Double-Digit Selloffs

Canada’s S&P/TSX Composite Index plunged 12.2%, the MSCI EAFE developed-market index lost 13.2% and the S&P 500 Index in the U.S. shed 14.7%.

(To see market data and our model portfolios, visit our Capital Topics website’s resources section or our team’s page on the PWL Capital website. Our model portfolios can be a good tool for readers to evaluate their own results.)

Especially significant was the negative reaction of the bond market. Normally, when stocks fall, investors turn to the safety of government bonds, which pushes yields down and bond prices up.

But this time, the opposite happened. Yields increased and bond prices went down. Investors were concerned that the tariffs would spark inflation—fears amplified by growing U.S. federal deficits.

Market rollercoaster

Reports suggested that the bond yield spike is what forced President Trump to pause the tariffs only a week after they were announced. This resulted in the biggest single-day equity rally since 2008. The S&P 500 Index surged 9.5%, the Nasdaq jumped 12% and the Dow Jones Industrial Average gained 8%.

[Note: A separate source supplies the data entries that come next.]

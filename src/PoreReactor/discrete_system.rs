//! # Discretized cascade system
//!
//! Residuals and bordered Jacobian of the collocated two-scale model in dimensionless
//! coordinates `ξ = x/L`, `τ = t/t_f`.
//!
//! Unknowns are ordered `[block_0, ..., block_{Nt-1}, border]`:
//! * block `i` (time point `i`): for every species `c` the pore values `S`, gradients `S_ξ` and
//!   curvatures `S_ξξ` at all `Nx` pore points, `3·Nc·Nx` unknowns;
//! * border: bulk concentrations `S0(c, i)` followed by their time derivatives `S0_τ(c, i)`.
//!
//! Rows of block `i`, species `c` (row index = paired unknown index):
//! * value rows: `S(0) - S0(c, i)` at `j = 0`, collocation `h S_ξ - Σ D S` at `j ≥ 1`
//! * gradient rows: collocation `h S_ξξ - Σ D S_ξ` at point `j+1`, `S_ξ(1)` at `j = Nx-1`
//! * curvature rows: `S_ξξ - L²/D_c · Σ σ E decay r(S)`
//!
//! Border rows: `S0(c, 0) - S_init` or the time collocation `h S0_τ - Σ D S0` for `S0(c, i)`,
//! and the bulk balance `S0_τ - t_f · Σ σ flux` for `S0_τ(c, i)`.
use crate::PoreReactor::bordered_newton::{BorderedJacobian, JacobianBlock, NonlinearProblem};
use crate::PoreReactor::bulk_scale::{BulkBalance, FluxCoupling};
use crate::PoreReactor::collocation::{CollocationMesh, MeshConfig};
use crate::PoreReactor::reactor_errors::CascadeError;
use crate::PoreReactor::reactor_params::ReactorParams;
use crate::PoreReactor::pore_scale::PoreBalance;
use nalgebra::{DMatrix, DVector};

#[derive(Debug, Clone, Copy, PartialEq, Eq)]
pub enum PoreVar {
    Value = 0,
    Gradient = 1,
    Curvature = 2,
}

/// Index arithmetic of the unknown vector
#[derive(Debug, Clone, Copy, PartialEq, Eq)]
pub struct VariableLayout {
    pub n_species: usize,
    pub n_pore_points: usize,
    pub n_time_points: usize,
}

impl VariableLayout {
    pub fn block_size(&self) -> usize {
        3 * self.n_species * self.n_pore_points
    }
    pub fn border_size(&self) -> usize {
        2 * self.n_species * self.n_time_points
    }
    pub fn border_offset(&self) -> usize {
        self.n_time_points * self.block_size()
    }
    pub fn n_unknowns(&self) -> usize {
        self.border_offset() + self.border_size()
    }
    /// index of a pore unknown inside its time block
    pub fn local(&self, species: usize, var: PoreVar, point: usize) -> usize {
        (3 * species + var as usize) * self.n_pore_points + point
    }
    pub fn pore(&self, time: usize, species: usize, var: PoreVar, point: usize) -> usize {
        time * self.block_size() + self.local(species, var, point)
    }
    /// index of S0(c, i) inside the border
    pub fn bulk_border(&self, species: usize, time: usize) -> usize {
        species * self.n_time_points + time
    }
    /// index of S0_τ(c, i) inside the border
    pub fn bulk_rate_border(&self, species: usize, time: usize) -> usize {
        (self.n_species + species) * self.n_time_points + time
    }
    pub fn bulk(&self, species: usize, time: usize) -> usize {
        self.border_offset() + self.bulk_border(species, time)
    }
    pub fn bulk_rate(&self, species: usize, time: usize) -> usize {
        self.border_offset() + self.bulk_rate_border(species, time)
    }
}

#[derive(Debug, Clone)]
pub struct CascadeSystem {
    pub layout: VariableLayout,
    pub time_mesh: CollocationMesh,
    pub pore_mesh: CollocationMesh,
    pub pore: PoreBalance,
    pub bulk: BulkBalance,
    pub flux: FluxCoupling,
    pub reaction_time: f64,
    pub pore_length: f64,
    pub effective_pores_count: f64,
    /// E_j at every pore point, [enzyme][point]
    pub enzyme_values: Vec<Vec<f64>>,
    /// decay_j at every time point, [enzyme][point]
    pub decay_values: Vec<Vec<f64>>,
    /// physical time points
    pub time_points: Vec<f64>,
    /// physical pore points
    pub pore_points: Vec<f64>,
}

impl CascadeSystem {
    /// Discretizes both domains and evaluates every profile on the resulting points.
    /// The equalized pore count is computed on the same pore points.
    pub fn new(
        params: &ReactorParams,
        pore: PoreBalance,
        bulk: BulkBalance,
        mesh: &MeshConfig,
        equalize_pore_count: bool,
    ) -> Result<Self, CascadeError> {
        mesh.validate()?;
        let time_domain = params.time_domain();
        let pore_domain = params.pore_domain();
        if !(time_domain.length() > 0.0) || !(pore_domain.length() > 0.0) {
            return Err(CascadeError::Discretization(format!(
                "domains must have positive length, got time {} pore {}",
                time_domain.length(),
                pore_domain.length()
            )));
        }
        let time_mesh = mesh.time_mesh()?;
        let pore_mesh = mesh.space_mesh()?;
        let time_points = time_mesh.scaled_points(&time_domain);
        let pore_points = pore_mesh.scaled_points(&pore_domain);

        let enzyme_values: Vec<Vec<f64>> = pore
            .profiles
            .iter()
            .map(|p| p.evaluate(&pore_points))
            .collect();
        let decay_values: Vec<Vec<f64>> =
            pore.decay.iter().map(|d| d.evaluate(&time_points)).collect();
        let effective_pores_count =
            pore.effective_pores_count(params.pores_count(), &pore_points, equalize_pore_count);
        let flux = FluxCoupling::new(params.diffusivity(), params.pore_area(), effective_pores_count);

        let layout = VariableLayout {
            n_species: params.n_species(),
            n_pore_points: pore_mesh.n_points(),
            n_time_points: time_mesh.n_points(),
        };
        Ok(Self {
            layout,
            time_mesh,
            pore_mesh,
            pore,
            bulk,
            flux,
            reaction_time: time_domain.length(),
            pore_length: pore_domain.length(),
            effective_pores_count,
            enzyme_values,
            decay_values,
            time_points,
            pore_points,
        })
    }

    /// Initial concentrations everywhere, derivatives zero
    pub fn initial_guess(&self) -> DVector<f64> {
        let l = self.layout;
        let mut z = DVector::zeros(l.n_unknowns());
        for c in 0..l.n_species {
            let s0 = self.bulk.initial_conditions[c];
            for i in 0..l.n_time_points {
                for j in 0..l.n_pore_points {
                    z[l.pore(i, c, PoreVar::Value, j)] = s0;
                }
                z[l.bulk(c, i)] = s0;
            }
        }
        z
    }

    /// L²/D_c
    fn reaction_scale(&self, species: usize) -> f64 {
        self.pore_length * self.pore_length / self.pore.diffusivity[species]
    }

    fn slice<'a>(&self, z: &'a DVector<f64>, time: usize, species: usize, var: PoreVar) -> &'a [f64] {
        let start = self.layout.pore(time, species, var, 0);
        &z.as_slice()[start..start + self.layout.n_pore_points]
    }

    fn concentrations_at(&self, z: &DVector<f64>, time: usize, point: usize) -> Vec<f64> {
        (0..self.layout.n_species)
            .map(|c| z[self.layout.pore(time, c, PoreVar::Value, point)])
            .collect()
    }

    fn enzymes_at(&self, point: usize) -> Vec<f64> {
        self.enzyme_values.iter().map(|e| e[point]).collect()
    }

    fn decay_at(&self, time: usize) -> Vec<f64> {
        self.decay_values.iter().map(|d| d[time]).collect()
    }

    /// Entrance flux of `species` at time point `time`
    pub fn flux_at(&self, z: &DVector<f64>, species: usize, time: usize) -> f64 {
        let grad = z[self.layout.pore(time, species, PoreVar::Gradient, 0)] / self.pore_length;
        self.flux.flux(species, grad)
    }

    /// Physical pore gradient dS/dx
    pub fn pore_gradient(&self, z: &DVector<f64>, species: usize, time: usize, point: usize) -> f64 {
        z[self.layout.pore(time, species, PoreVar::Gradient, point)] / self.pore_length
    }

    fn n_fluxes(&self) -> usize {
        self.layout.n_species - 1
    }
}

impl NonlinearProblem for CascadeSystem {
    fn n_unknowns(&self) -> usize {
        self.layout.n_unknowns()
    }

    fn residual(&self, z: &DVector<f64>) -> DVector<f64> {
        let l = self.layout;
        let nx = l.n_pore_points;
        let mut r = DVector::zeros(l.n_unknowns());
        for i in 0..l.n_time_points {
            let decay = self.decay_at(i);
            for c in 0..l.n_species {
                let s = self.slice(z, i, c, PoreVar::Value);
                let ds = self.slice(z, i, c, PoreVar::Gradient);
                let d2s = self.slice(z, i, c, PoreVar::Curvature);
                // value rows
                r[l.pore(i, c, PoreVar::Value, 0)] = s[0] - z[l.bulk(c, i)];
                for q in 1..nx {
                    r[l.pore(i, c, PoreVar::Value, q)] = self.pore_mesh.collocation_residual(q, s, ds);
                }
                // gradient rows
                for q in 1..nx {
                    r[l.pore(i, c, PoreVar::Gradient, q - 1)] =
                        self.pore_mesh.collocation_residual(q, ds, d2s);
                }
                r[l.pore(i, c, PoreVar::Gradient, nx - 1)] = ds[nx - 1];
                // governing equation
                let scale = self.reaction_scale(c);
                for j in 0..nx {
                    let (consumption, _) = self.pore.net_consumption(
                        c,
                        &self.concentrations_at(z, i, j),
                        &self.enzymes_at(j),
                        &decay,
                    );
                    r[l.pore(i, c, PoreVar::Curvature, j)] = d2s[j] - scale * consumption;
                }
            }
        }

        let nt = l.n_time_points;
        for c in 0..l.n_species {
            let s0: Vec<f64> = (0..nt).map(|i| z[l.bulk(c, i)]).collect();
            let ds0: Vec<f64> = (0..nt).map(|i| z[l.bulk_rate(c, i)]).collect();
            r[l.bulk(c, 0)] = s0[0] - self.bulk.initial_conditions[c];
            for q in 1..nt {
                r[l.bulk(c, q)] = self.time_mesh.collocation_residual(q, &s0, &ds0);
            }
            for i in 0..nt {
                let fluxes: Vec<f64> = (0..self.n_fluxes()).map(|f| self.flux_at(z, f, i)).collect();
                let rate: f64 = self.bulk.stoichiometry[c]
                    .iter()
                    .map(|&(f, sign)| sign * fluxes[f])
                    .sum();
                r[l.bulk_rate(c, i)] = ds0[i] - self.reaction_time * rate;
            }
        }
        r
    }

    fn jacobian(&self, z: &DVector<f64>) -> BorderedJacobian {
        let l = self.layout;
        let nx = l.n_pore_points;
        let nt = l.n_time_points;
        let nc = l.n_species;
        let m = l.block_size();
        let h = self.pore_mesh.h;
        let dm = &self.pore_mesh.derivative;
        let ncp = self.pore_mesh.ncp;

        let mut blocks = Vec::with_capacity(nt);
        for i in 0..nt {
            let decay = self.decay_at(i);
            let mut local = DMatrix::zeros(m, m);
            let mut local_to_border = DMatrix::zeros(m, nc);
            let mut border_to_local = DMatrix::zeros(nc, m);
            for c in 0..nc {
                let value = |j| l.local(c, PoreVar::Value, j);
                let gradient = |j| l.local(c, PoreVar::Gradient, j);
                let curvature = |j| l.local(c, PoreVar::Curvature, j);
                // entrance
                local[(value(0), value(0))] = 1.0;
                local_to_border[(value(0), c)] = -1.0;
                // collocation
                for q in 1..nx {
                    let (start, k) = self.pore_mesh.collocation_point(q);
                    local[(value(q), gradient(q))] += h;
                    local[(gradient(q - 1), curvature(q))] += h;
                    for jj in 0..=ncp {
                        local[(value(q), value(start + jj))] -= dm[(k - 1, jj)];
                        local[(gradient(q - 1), gradient(start + jj))] -= dm[(k - 1, jj)];
                    }
                }
                // far end
                local[(gradient(nx - 1), gradient(nx - 1))] = 1.0;
                // governing equation
                let scale = self.reaction_scale(c);
                for j in 0..nx {
                    local[(curvature(j), curvature(j))] = 1.0;
                    let (_, gradient_s) = self.pore.net_consumption(
                        c,
                        &self.concentrations_at(z, i, j),
                        &self.enzymes_at(j),
                        &decay,
                    );
                    for (sub, g) in gradient_s {
                        local[(curvature(j), l.local(sub, PoreVar::Value, j))] -= scale * g;
                    }
                }
                // bulk balance of species c depends on the entrance gradients
                for &(f, sign) in &self.bulk.stoichiometry[c] {
                    // d(-t_f σ flux_f)/dS_ξ = t_f σ coef_f / L
                    border_to_local[(c, l.local(f, PoreVar::Gradient, 0))] +=
                        self.reaction_time * sign * self.flux.coefficients[f] / self.pore_length;
                }
            }
            blocks.push(JacobianBlock {
                local,
                coupling_cols: (0..nc).map(|c| l.bulk_border(c, i)).collect(),
                local_to_border,
                coupling_rows: (0..nc).map(|c| l.bulk_rate_border(c, i)).collect(),
                border_to_local,
            });
        }

        let nb = l.border_size();
        let mut border = DMatrix::zeros(nb, nb);
        let ht = self.time_mesh.h;
        let dt = &self.time_mesh.derivative;
        for c in 0..nc {
            border[(l.bulk_border(c, 0), l.bulk_border(c, 0))] = 1.0;
            for q in 1..nt {
                let (start, k) = self.time_mesh.collocation_point(q);
                let row = l.bulk_border(c, q);
                border[(row, l.bulk_rate_border(c, q))] += ht;
                for jj in 0..=self.time_mesh.ncp {
                    border[(row, l.bulk_border(c, start + jj))] -= dt[(k - 1, jj)];
                }
            }
            for i in 0..nt {
                border[(l.bulk_rate_border(c, i), l.bulk_rate_border(c, i))] = 1.0;
            }
        }
        BorderedJacobian { blocks, border }
    }

    fn bounded_below(&self) -> Vec<usize> {
        let l = self.layout;
        let mut indices = Vec::with_capacity(l.n_species * l.n_time_points * (l.n_pore_points + 1));
        for c in 0..l.n_species {
            for i in 0..l.n_time_points {
                for j in 0..l.n_pore_points {
                    indices.push(l.pore(i, c, PoreVar::Value, j));
                }
                indices.push(l.bulk(c, i));
            }
        }
        indices
    }
}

This rollercoaster ride is a perfect example of why we don’t try to time the markets. If an investor had sold when the tariffs were announced and didn’t reinvest when markets bottomed, they would have seriously damaged their portfolio.

It’s a great reminder that reacting emotionally can be costly and undermine your investment performance. As we’ve said many times over the years, market timing is not a strategy our readers should follow.

Many central banks shift to easing

As though to underscore this lesson, investors were tested with plenty of alarming news, including the war in Ukraine and the U.S. attack on Iran’s nuclear facilities. The latter caused a 16% spike in the price of crude oil, followed by an equally sharp drop once a ceasefire agreement eased market fears.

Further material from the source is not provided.